Michael Kilby is partner and head of the competition and foreign investment law group at Stikeman Elliott LLP. Lawson Hunter is senior counsel at Stikeman Elliott LLP and former head of the Competition Bureau.

In recent months, public discussion of Canada’s competition laws has reached an all-time high. That is a good thing, given the importance of the subject to the Canadian economy.

Much of the public discussion has, however, assumed facts not in evidence. And the more often and loudly certain things are said, the more obvious and indisputable they seem to become – often to the detriment of sound policy making.

This is particularly true in the case of Canada’s “efficiencies defence,” under which a merger with anti-competitive effects may be allowed to proceed if those anti-competitive effects would be outweighed by economic efficiency gains.

The efficiencies defence is often pointed to as an impediment to robust enforcement of competition laws in Canada. Our point is that, as a statement of historical fact, this view is mistaken. Put differently, setting aside whether the efficiencies defence is justifiable on policy grounds, its existence has not played nearly the role in Canadian competition law enforcement that has been recently suggested.

What are the facts? The most important fact is that only a very small number of deals, of limited consequence to the Canadian economy, have gone ahead because of the defence.

To back up a step, the Competition Act was last significantly amended in 2009, to considerable fanfare. A U.S.-style merger-review regime was ushered in, allowing the Competition Bureau to seek and obtain tremendous volumes of company data and documents in deciding whether to challenge a merger. As the commissioner of competition at the time rightly said: “The result is an updated Competition Act that facilitates more effective enforcement, aligns us with our international counterparts, and ensures that both businesses and consumers benefit from a competitive marketplace.”

Since these 2009 amendments, only two merger challenges have been fully decided by the courts. In a 2022 transaction, the tribunal rejected the efficiencies defence, just as it had in the first transaction in 2012 – the main difference being that, in that earlier case, its decision was overturned on final appeal to the Supreme Court in a split decision on the most technical of grounds.

There are also two merger challenge decisions pending, including the high-profile Rogers-Shaw transaction. It is entirely possible, but not widely understood, that the tribunal could rule in favour of Rogers Communications Inc. RCI-B-T, force the sale of Freedom Mobile to Quebecor Inc. QBR-B-T, and yet still reject the efficiencies defence.
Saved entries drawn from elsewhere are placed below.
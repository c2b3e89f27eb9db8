//! Client configuration.
//!
//! Defaults point at the hosted backend. Every value can be overridden
//! programmatically or from environment variables.

use std::env;
use std::path::PathBuf;
use std::time::Duration;

/// Hosted backend used when nothing else is configured.
pub const DEFAULT_BASE_URL: &str = "https://conference-alert.pockethost.io";

/// Environment variable overriding the backend URL.
pub const ENV_BASE_URL: &str = "CONFERENCE_ALERT_BASE_URL";

/// Environment variable overriding the request timeout, in seconds.
pub const ENV_TIMEOUT_SECS: &str = "CONFERENCE_ALERT_TIMEOUT_SECS";

/// Environment variable naming a file to persist the session in.
pub const ENV_SESSION_FILE: &str = "CONFERENCE_ALERT_SESSION_FILE";

/// Data access client configuration.
#[derive(Debug, Clone, PartialEq, Eq)]
pub struct ClientConfig {
    /// Backend origin, without a trailing slash (e.g. "https://conference-alert.pockethost.io").
    pub base_url: String,

    /// Per-request timeout.
    ///
    /// Default: 30 seconds
    pub timeout: Duration,

    /// Where to persist the session between runs. `None` keeps it in memory.
    pub session_file: Option<PathBuf>,

    /// `User-Agent` header sent with every request.
    pub user_agent: String,
}

impl ClientConfig {
    /// Configuration for a specific backend.
    #[must_use]
    pub fn new(base_url: impl Into<String>) -> Self {
        Self {
            base_url: base_url.into().trim_end_matches('/').to_string(),
            ..Self::default()
        }
    }

    /// Load configuration from environment variables, falling back to defaults.
    ///
    /// Unparseable values are ignored with a warning.
    #[must_use]
    pub fn from_env() -> Self {
        let mut config = Self::default();

        if let Ok(base_url) = env::var(ENV_BASE_URL) {
            if !base_url.trim().is_empty() {
                config.base_url = base_url.trim().trim_end_matches('/').to_string();
            }
        }

        if let Ok(raw) = env::var(ENV_TIMEOUT_SECS) {
            match raw.trim().parse::<u64>() {
                Ok(secs) if secs > 0 => config.timeout = Duration::from_secs(secs),
                _ => tracing::warn!(value = %raw, "Ignoring invalid {ENV_TIMEOUT_SECS}"),
            }
        }

        if let Ok(path) = env::var(ENV_SESSION_FILE) {
            if !path.trim().is_empty() {
                config.session_file = Some(PathBuf::from(path.trim()));
            }
        }

        config
    }

    /// Set the request timeout.
    #[must_use]
    pub const fn with_timeout(mut self, timeout: Duration) -> Self {
        self.timeout = timeout;
        self
    }

    /// Persist the session in `path`.
    #[must_use]
    pub fn with_session_file(mut self, path: impl Into<PathBuf>) -> Self {
        self.session_file = Some(path.into());
        self
    }

    /// Set the `User-Agent` header.
    #[must_use]
    pub fn with_user_agent(mut self, user_agent: impl Into<String>) -> Self {
        self.user_agent = user_agent.into();
        self
    }

    /// Root of the REST API.
    #[must_use]
    pub fn api_url(&self) -> String {
        format!("{}/api", self.base_url)
    }

    /// Root of the file-serving endpoint.
    #[must_use]
    pub fn files_url(&self) -> String {
        format!("{}/api/files", self.base_url)
    }
}

impl Default for ClientConfig {
    fn default() -> Self {
        Self {
            base_url: DEFAULT_BASE_URL.to_string(),
            timeout: Duration::from_secs(30),
            session_file: None,
            user_agent: format!("conference-alert/{}", env!("CARGO_PKG_VERSION")),
        }
    }
}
There is of course the far greater body of transactions that do not make it all the way to the tribunal. Are these all being saved by the efficiencies defence? Clearly not. Since 2009, the bureau has obtained about 60 negotiated, public settlements with merging companies where they agreed to sell off businesses to fix competition problems. The efficiencies defence did not prevent these important fixes from happening. Just days ago, for example, the $600-million sale of a 50-per-cent stake in the Key Access Pipeline System as required by a bureau settlement was announced.

At the level of these far more numerous negotiated settlements – which tend to pass with little public notice – the Competition Act seems to be working well, without any undue role for the efficiencies defence. Indeed, since 2009, the bureau has, we believe, cited the defence only four times (including one transaction that did not proceed in any event) as the reason for its decision not to challenge a merger. In context, roughly 3,000 transactions were reviewed in that same period.

If more transactions are quietly being saved by the efficiencies defence, then they should be publicly disclosed, as that would inform and influence debate on this important topic. Our experience has instead been the very opposite: the Competition Bureau typically rejects the defence, as it has done in the Rogers-Shaw transaction.

Our point here is a basic one. It is that discussion around competition policy in Canada should be grounded in the actual transactions and cases that have (or have not) arisen and that the growing echo-chamber effect should be resisted. This data-driven approach suggests that tossing the efficiencies defence into the waste bin of history is an entirely disproportionate response. Surgical – but material – changes addressing issues arising from the Supreme Court’s split decision in 2012 would be a far better outcome.